For perhaps the first time since the philosopher’s death, as Allen saw it, a single information system—the Internet —could host the universe of scientific knowledge, or at least a big chunk of it. But how could people gain access to this treasure, learn from it, winnow the truth from fiction and innuendo? How could computers teach us? The solution, it seemed to him, was to create a question-answering system for science, a digital Aristotle.

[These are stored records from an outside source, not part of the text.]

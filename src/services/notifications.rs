use serde_json::Value;
use tokio::sync::broadcast;

use crate::models::Alert;

pub const EVENT_REMOVE_ALERT: &str = "remove_price_alert";
pub const EVENT_UPDATE_ALERT: &str = "update_price_alert";

/// Receives every alert right after it transitions to triggered.
pub trait NotificationSink: Send + Sync {
    fn notify(&self, alert: &Alert);
}

/// Fans triggered alerts out to every open dashboard (see `events::sse_events`).
#[derive(Clone)]
pub struct BroadcastNotifier {
    tx: broadcast::Sender<Alert>,
}

impl BroadcastNotifier {
    pub fn new(tx: broadcast::Sender<Alert>) -> Self {
        Self { tx }
    }

    pub fn subscribe(&self) -> broadcast::Receiver<Alert> {
        self.tx.subscribe()
    }
}

impl NotificationSink for BroadcastNotifier {
    fn notify(&self, alert: &Alert) {
        tracing::info!(
            alert_id = %alert.id,
            item_id = alert.item_id,
            "price alert triggered for {}",
            alert.item_name
        );

        // no subscribers is fine, nobody is looking
        let _ = self.tx.send(alert.clone());
    }
}

/// Usage analytics for alert edits.
pub trait AnalyticsSink: Send + Sync {
    fn track(&self, event: &str, params: Value);
}

pub struct TracingAnalytics;

impl AnalyticsSink for TracingAnalytics {
    fn track(&self, event: &str, params: Value) {
        tracing::info!(target: "analytics", event, %params);
    }
}
use serde::{Deserialize, Serialize};

use crate::error::{AlertError, Result};

#[derive(Debug, Clone, Copy, PartialEq, Eq, Hash, Serialize, Deserialize)]
#[serde(rename_all = "lowercase")]
pub enum Condition {
    Above,
    Below,
}

/// Lifecycle state of an alert. The trigger fields only exist once the alert
/// has fired, so an active alert can never carry a trigger price.
#[derive(Debug, Clone, PartialEq, Serialize, Deserialize)]
#[serde(tag = "status", rename_all = "lowercase")]
pub enum AlertStatus {
    Active,
    Triggered {
        #[serde(rename = "priceAtTrigger")]
        price_at_trigger: f64,
        #[serde(rename = "triggeredAt")]
        triggered_at: i64,
    },
}

#[derive(Debug, Clone, PartialEq, Serialize, Deserialize)]
#[serde(rename_all = "camelCase")]
pub struct Alert {
    pub id: String,
    pub item_id: u32,
    pub item_name: String,
    pub item_icon: String,
    pub target_price: f64,
    pub condition: Condition,

    // ms since epoch
    pub created_at: i64,

    #[serde(flatten)]
    pub status: AlertStatus,
}

impl Alert {
    pub fn is_active(&self) -> bool {
        matches!(self.status, AlertStatus::Active)
    }

    pub fn price_at_trigger(&self) -> Option<f64> {
        match self.status {
            AlertStatus::Triggered { price_at_trigger, .. } => Some(price_at_trigger),
            AlertStatus::Active => None,
        }
    }

    pub fn triggered_at(&self) -> Option<i64> {
        match self.status {
            AlertStatus::Triggered { triggered_at, .. } => Some(triggered_at),
            AlertStatus::Active => None,
        }
    }
}

/// What the dashboard submits when the user creates an alert.
#[derive(Debug, Clone, PartialEq, Serialize, Deserialize)]
#[serde(rename_all = "camelCase")]
pub struct AlertDraft {
    pub item_id: u32,
    pub item_name: String,
    pub item_icon: String,
    pub target_price: f64,
    pub condition: Condition,
}

impl AlertDraft {
    pub fn validate(&self) -> Result<()> {
        if self.item_name.trim().is_empty() {
            return Err(AlertError::InvalidDraft(format!(
                "item {} has an empty name",
                self.item_id
            )));
        }
        validate_target_price(self.target_price)
    }
}

/// Editable fields of an active alert.
#[derive(Debug, Clone, Copy, PartialEq, Serialize, Deserialize)]
#[serde(rename_all = "camelCase")]
pub struct AlertUpdate {
    pub target_price: f64,
    pub condition: Condition,
}

pub(crate) fn validate_target_price(target_price: f64) -> Result<()> {
    if !target_price.is_finite() || target_price <= 0.0 {
        return Err(AlertError::InvalidDraft(format!(
            "target price must be a positive number, got {target_price}"
        )));
    }
    Ok(())
}

/// Active alerts first, then triggered ones; newest first within each group.
pub fn sorted_for_display(alerts: &[Alert]) -> Vec<Alert> {
    let mut items = alerts.to_vec();
    items.sort_by(|a, b| {
        b.is_active()
            .cmp(&a.is_active())
            .then_with(|| {
                let ka = a.triggered_at().unwrap_or(a.created_at);
                let kb = b.triggered_at().unwrap_or(b.created_at);
                kb.cmp(&ka)
            })
    });
    items
}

For years, Allen had been plowing millions into research on computing and the human brain. In 2003, he directed his technology incubator, Vulcan Inc., of Seattle, to sponsor long-range research to develop a digital Aristotle. The Vulcan team called it Project Halo. This scientific expert, they hoped, would fill a number of roles, from education to research. It would answer questions for students, maybe even develop a new type of interactive textbook. And it would serve as an extravagantly well-read research assistant in laboratories.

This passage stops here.